Schistura kaysonei
- Conservation status: Vulnerable (IUCN 3.1)

Scientific classification
- Kingdom: Animalia
- Phylum: Chordata
- Class: Actinopterygii
- Order: Cypriniformes
- Family: Nemacheilidae
- Genus: Schistura
- Species: S. kaysonei
- Binomial name: Schistura kaysonei Vidthayanon & Jaruthanin, 2002

= Schistura kaysonei =

- Authority: Vidthayanon & Jaruthanin, 2002
- Conservation status: VU

Species of fish

Schistura kaysonei, the Laotian cave loach, is a species of ray-finned fish in the genus Schistura.

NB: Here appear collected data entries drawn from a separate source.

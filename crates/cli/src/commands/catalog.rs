//! Category, product and stock commands.

use rust_decimal::Decimal;

use storekeeper_backoffice::AppState;
use storekeeper_backoffice::models::{NewCategory, NewProduct, User};
use storekeeper_core::{CategoryId, Money, ProductId};

use super::{CliError, emit, emit_rows, require_admin};

/// Arguments of `product add`.
pub struct ProductArgs {
    pub name: String,
    pub category: String,
    pub price: Decimal,
    pub stock: i32,
    pub description: String,
}

// =============================================================================
// Categories
// =============================================================================

/// Create a category.
///
/// # Errors
///
/// Returns `Unauthorized` for non-admins and `InvalidCategory` for a blank name.
pub fn add_category(
    state: &mut AppState,
    actor: &User,
    name: String,
    description: String,
) -> Result<(), CliError> {
    require_admin(actor, "manage categories")?;
    let category = state
        .catalog()
        .add_category(NewCategory { name, description })?;
    emit(&format!("Created category '{}' ({})", category.name, category.id))
}

/// List categories.
///
/// # Errors
///
/// Returns `FileFormat` if the document cannot be read.
pub fn list_categories(state: &mut AppState) -> Result<(), CliError> {
    let categories = state.catalog().list_categories()?;
    emit_rows(
        &format!("{:<36}  {:<24}  {}", "ID", "NAME", "DESCRIPTION"),
        categories.iter().map(|category| {
            format!(
                "{:<36}  {:<24}  {}",
                category.id, category.name, category.description
            )
        }),
    )
}

/// Delete a category no product uses.
///
/// # Errors
///
/// Returns `Unauthorized` for non-admins and `InvalidCategory` if the category
/// is unknown or still in use.
pub fn delete_category(state: &mut AppState, actor: &User, id: &str) -> Result<(), CliError> {
    require_admin(actor, "manage categories")?;
    state.catalog().delete_category(&CategoryId::new(id))?;
    emit(&format!("Deleted category {id}"))
}

// =============================================================================
// Products
// =============================================================================

/// Create a product.
///
/// # Errors
///
/// Returns `Unauthorized` for non-admins, `InvalidProduct` or `InvalidCategory`
/// for bad input.
pub fn add_product(state: &mut AppState, actor: &User, args: ProductArgs) -> Result<(), CliError> {
    require_admin(actor, "manage products")?;
    let product = state.catalog().add_product(NewProduct {
        name: args.name,
        description: args.description,
        category_id: CategoryId::new(args.category),
        price: args.price,
        quantity_in_stock: args.stock,
    })?;
    emit(&format!("Created product '{}' ({})", product.name, product.id))
}

/// List products, optionally within one category.
///
/// # Errors
///
/// Returns `FileFormat` if the document cannot be read.
pub fn list_products(state: &mut AppState, category: Option<&str>) -> Result<(), CliError> {
    let currency = state.renderer().currency();
    let products = match category {
        Some(id) => state.catalog().products_in_category(&CategoryId::new(id))?,
        None => state.catalog().list_products()?,
    };

    emit_rows(
        &format!("{:<36}  {:<24}  {:>12}  {:>7}", "ID", "NAME", "PRICE", "STOCK"),
        products.iter().map(|product| {
            format!(
                "{:<36}  {:<24}  {:>12}  {:>7}",
                product.id,
                product.name,
                Money::new(product.price, currency).to_string(),
                product.quantity_in_stock
            )
        }),
    )
}

/// Add units to a product.
///
/// # Errors
///
/// Returns `Unauthorized` for non-admins, `InvalidArgument` for a
/// non-positive quantity and `InvalidProduct` for an unknown id.
pub fn restock(state: &mut AppState, actor: &User, id: &str, quantity: i32) -> Result<(), CliError> {
    require_admin(actor, "restock products")?;
    if quantity <= 0 {
        return Err(CliError::InvalidArgument(
            "--quantity",
            "must be positive".to_string(),
        ));
    }

    let product = state.stock().adjust(&ProductId::new(id), quantity)?;
    emit(&format!(
        "{} now has {} in stock",
        product.name, product.quantity_in_stock
    ))
}

/// Delete a product.
///
/// # Errors
///
/// Returns `Unauthorized` for non-admins and `InvalidProduct` for an unknown id.
pub fn delete_product(state: &mut AppState, actor: &User, id: &str) -> Result<(), CliError> {
    require_admin(actor, "manage products")?;
    state.catalog().delete_product(&ProductId::new(id))?;
    emit(&format!("Deleted product {id}"))
}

It is endemic to Laos where only found in streams in caves. Like other cave-adapted fish, it is blind and has little pigmentation. This troglobitic species has been recorded from only a single cave in a karst landscape in Khammouane Province in Laos. Here it can be found around 100m from the cave entrance and its diet is thought to be organic detritus, such as bat guano, and micro-organisms. It is threatened by a decline in the quality and quantity of the water flowing through the case, caused by deforestation and increased agriculture, as well as potential overfishing for the aquarium trade. The specific name honours Kaysone Phomvihane (1920–1992), who was president of Laos.